Collection entries:

* * * * *

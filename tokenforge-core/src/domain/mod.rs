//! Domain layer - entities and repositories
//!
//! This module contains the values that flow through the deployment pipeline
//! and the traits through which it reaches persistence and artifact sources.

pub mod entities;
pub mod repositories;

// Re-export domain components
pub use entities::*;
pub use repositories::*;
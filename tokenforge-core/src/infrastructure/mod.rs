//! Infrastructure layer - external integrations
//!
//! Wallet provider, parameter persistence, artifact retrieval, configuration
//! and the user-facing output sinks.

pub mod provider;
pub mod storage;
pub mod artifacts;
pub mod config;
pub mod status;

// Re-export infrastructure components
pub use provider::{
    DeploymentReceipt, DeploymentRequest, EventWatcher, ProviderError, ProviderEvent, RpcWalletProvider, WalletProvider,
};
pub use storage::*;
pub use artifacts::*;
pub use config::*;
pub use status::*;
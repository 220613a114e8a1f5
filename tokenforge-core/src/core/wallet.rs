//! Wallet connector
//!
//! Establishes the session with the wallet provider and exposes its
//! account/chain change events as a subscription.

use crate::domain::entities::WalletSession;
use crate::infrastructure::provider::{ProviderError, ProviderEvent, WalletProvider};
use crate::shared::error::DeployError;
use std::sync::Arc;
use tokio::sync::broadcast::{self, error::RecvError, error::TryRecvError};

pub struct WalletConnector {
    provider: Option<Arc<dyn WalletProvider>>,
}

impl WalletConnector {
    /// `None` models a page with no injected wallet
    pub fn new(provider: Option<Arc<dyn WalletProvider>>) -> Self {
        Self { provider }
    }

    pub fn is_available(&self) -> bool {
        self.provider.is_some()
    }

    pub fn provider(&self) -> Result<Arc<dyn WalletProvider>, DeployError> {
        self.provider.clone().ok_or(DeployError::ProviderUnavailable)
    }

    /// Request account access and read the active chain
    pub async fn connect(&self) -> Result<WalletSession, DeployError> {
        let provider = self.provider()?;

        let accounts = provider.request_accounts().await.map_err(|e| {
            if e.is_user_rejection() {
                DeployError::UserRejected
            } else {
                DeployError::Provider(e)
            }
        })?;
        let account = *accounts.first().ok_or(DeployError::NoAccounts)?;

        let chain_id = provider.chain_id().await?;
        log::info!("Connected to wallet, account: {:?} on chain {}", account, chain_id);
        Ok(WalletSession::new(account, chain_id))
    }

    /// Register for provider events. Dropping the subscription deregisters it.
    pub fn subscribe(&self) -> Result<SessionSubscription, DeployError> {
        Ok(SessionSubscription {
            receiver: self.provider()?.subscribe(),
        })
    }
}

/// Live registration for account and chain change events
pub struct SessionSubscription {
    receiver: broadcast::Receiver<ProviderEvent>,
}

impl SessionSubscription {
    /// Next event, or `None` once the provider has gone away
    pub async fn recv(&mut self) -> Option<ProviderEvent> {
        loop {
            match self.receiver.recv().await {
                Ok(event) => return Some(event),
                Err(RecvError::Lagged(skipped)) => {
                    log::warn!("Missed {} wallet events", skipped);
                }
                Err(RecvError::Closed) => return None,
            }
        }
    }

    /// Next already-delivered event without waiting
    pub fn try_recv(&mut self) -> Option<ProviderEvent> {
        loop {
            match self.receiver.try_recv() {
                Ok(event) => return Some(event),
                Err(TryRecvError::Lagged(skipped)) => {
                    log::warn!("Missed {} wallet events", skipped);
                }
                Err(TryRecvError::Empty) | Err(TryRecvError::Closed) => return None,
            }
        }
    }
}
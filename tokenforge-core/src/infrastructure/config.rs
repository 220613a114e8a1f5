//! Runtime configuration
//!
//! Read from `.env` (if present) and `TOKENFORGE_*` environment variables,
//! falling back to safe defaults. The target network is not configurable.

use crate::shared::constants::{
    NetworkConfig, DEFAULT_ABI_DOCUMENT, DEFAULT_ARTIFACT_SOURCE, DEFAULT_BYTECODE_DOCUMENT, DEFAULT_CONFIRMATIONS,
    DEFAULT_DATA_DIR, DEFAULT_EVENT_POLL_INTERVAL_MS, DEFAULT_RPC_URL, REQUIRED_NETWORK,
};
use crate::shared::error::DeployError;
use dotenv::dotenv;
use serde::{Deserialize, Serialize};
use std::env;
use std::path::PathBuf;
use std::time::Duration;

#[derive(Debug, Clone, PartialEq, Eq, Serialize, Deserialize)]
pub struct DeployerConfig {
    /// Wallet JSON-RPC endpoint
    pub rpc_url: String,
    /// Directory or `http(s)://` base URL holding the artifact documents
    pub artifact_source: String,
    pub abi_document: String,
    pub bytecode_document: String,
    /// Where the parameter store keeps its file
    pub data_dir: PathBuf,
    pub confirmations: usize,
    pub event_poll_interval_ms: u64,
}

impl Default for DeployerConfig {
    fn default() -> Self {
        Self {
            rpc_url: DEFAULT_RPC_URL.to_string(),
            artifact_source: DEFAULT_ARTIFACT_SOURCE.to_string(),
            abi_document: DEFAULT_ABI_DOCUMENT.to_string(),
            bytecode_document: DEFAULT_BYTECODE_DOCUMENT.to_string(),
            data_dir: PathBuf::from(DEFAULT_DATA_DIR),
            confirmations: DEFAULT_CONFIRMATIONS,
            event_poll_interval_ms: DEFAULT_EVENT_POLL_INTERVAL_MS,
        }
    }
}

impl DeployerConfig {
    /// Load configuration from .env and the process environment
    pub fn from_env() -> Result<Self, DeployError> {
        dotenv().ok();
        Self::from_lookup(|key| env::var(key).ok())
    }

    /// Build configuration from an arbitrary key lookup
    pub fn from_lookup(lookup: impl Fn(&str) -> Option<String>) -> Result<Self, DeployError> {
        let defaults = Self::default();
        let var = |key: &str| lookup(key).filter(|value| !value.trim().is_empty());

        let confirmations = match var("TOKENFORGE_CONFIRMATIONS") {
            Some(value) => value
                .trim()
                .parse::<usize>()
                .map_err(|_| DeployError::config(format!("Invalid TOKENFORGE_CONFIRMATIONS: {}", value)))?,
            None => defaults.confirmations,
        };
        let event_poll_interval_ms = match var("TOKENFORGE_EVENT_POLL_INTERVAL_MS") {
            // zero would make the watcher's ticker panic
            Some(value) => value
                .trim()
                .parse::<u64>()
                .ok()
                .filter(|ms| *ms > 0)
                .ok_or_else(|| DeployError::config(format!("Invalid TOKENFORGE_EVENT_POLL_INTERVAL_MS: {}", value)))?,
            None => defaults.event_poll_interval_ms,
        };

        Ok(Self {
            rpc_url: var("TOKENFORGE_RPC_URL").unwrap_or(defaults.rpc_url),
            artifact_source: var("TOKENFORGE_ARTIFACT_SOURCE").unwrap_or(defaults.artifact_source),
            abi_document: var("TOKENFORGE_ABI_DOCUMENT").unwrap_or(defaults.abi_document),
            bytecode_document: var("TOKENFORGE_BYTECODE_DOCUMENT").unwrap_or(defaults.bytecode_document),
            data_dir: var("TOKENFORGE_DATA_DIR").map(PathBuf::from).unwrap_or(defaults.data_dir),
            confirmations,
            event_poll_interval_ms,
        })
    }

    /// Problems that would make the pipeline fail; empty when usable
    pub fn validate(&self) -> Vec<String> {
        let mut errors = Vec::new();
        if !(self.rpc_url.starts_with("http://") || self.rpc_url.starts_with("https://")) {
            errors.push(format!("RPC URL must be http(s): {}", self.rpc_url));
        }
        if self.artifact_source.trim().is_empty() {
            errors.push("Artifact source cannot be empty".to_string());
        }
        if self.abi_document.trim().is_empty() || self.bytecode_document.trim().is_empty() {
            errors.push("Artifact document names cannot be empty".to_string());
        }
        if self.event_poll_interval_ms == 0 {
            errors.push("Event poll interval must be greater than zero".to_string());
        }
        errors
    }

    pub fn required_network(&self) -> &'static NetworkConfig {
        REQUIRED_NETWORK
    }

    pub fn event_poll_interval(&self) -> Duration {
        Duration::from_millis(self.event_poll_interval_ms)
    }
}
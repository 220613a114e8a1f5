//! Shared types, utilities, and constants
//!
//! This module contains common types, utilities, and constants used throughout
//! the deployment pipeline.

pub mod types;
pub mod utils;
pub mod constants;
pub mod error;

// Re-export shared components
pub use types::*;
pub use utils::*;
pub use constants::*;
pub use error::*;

* * * * *

From the entries above, copy each line that holds "trim".

        let var = |key: &str| lookup(key).filter(|value| !value.trim().is_empty());
                .trim()
                .trim()
        if self.artifact_source.trim().is_empty() {
        if self.abi_document.trim().is_empty() || self.bytecode_document.trim().is_empty() {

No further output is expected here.